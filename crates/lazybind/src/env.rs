//! The lookup interface shared by every environment implementation.

use std::fmt::Debug;
use std::hash::Hash;

use crate::error::EnvError;

/// Key identifying a bound entity (a class, a module, a type alias).
///
/// Environments treat keys as opaque identities: they are copied, compared,
/// and hashed, never constructed or inspected. `Debug` is required only so
/// a dependency cycle can be rendered as a readable path.
pub trait SymbolKey: Copy + Eq + Hash + Debug + 'static {}

impl<T: Copy + Eq + Hash + Debug + 'static> SymbolKey for T {}

/// Read-only lookup over symbol-to-value bindings.
///
/// `Ok(None)` means this environment has no opinion on the symbol; callers
/// are free to consult another layer (see [`crate::CompoundEnv`]). Absence
/// is never an error. Errors are reserved for lookups that were understood
/// but failed, such as a dependency cycle discovered by [`crate::LazyEnv`].
pub trait Env<S: SymbolKey, V> {
    /// Look up the value bound to `sym`.
    fn get(&self, sym: S) -> Result<Option<V>, EnvError<S>>;
}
.....
When a line in the material includes the word "SymbolKey", copy it out.

### ANSWER BELOW
pub trait SymbolKey: Copy + Eq + Hash + Debug + 'static {}
impl<T: Copy + Eq + Hash + Debug + 'static> SymbolKey for T {}
pub trait Env<S: SymbolKey, V> {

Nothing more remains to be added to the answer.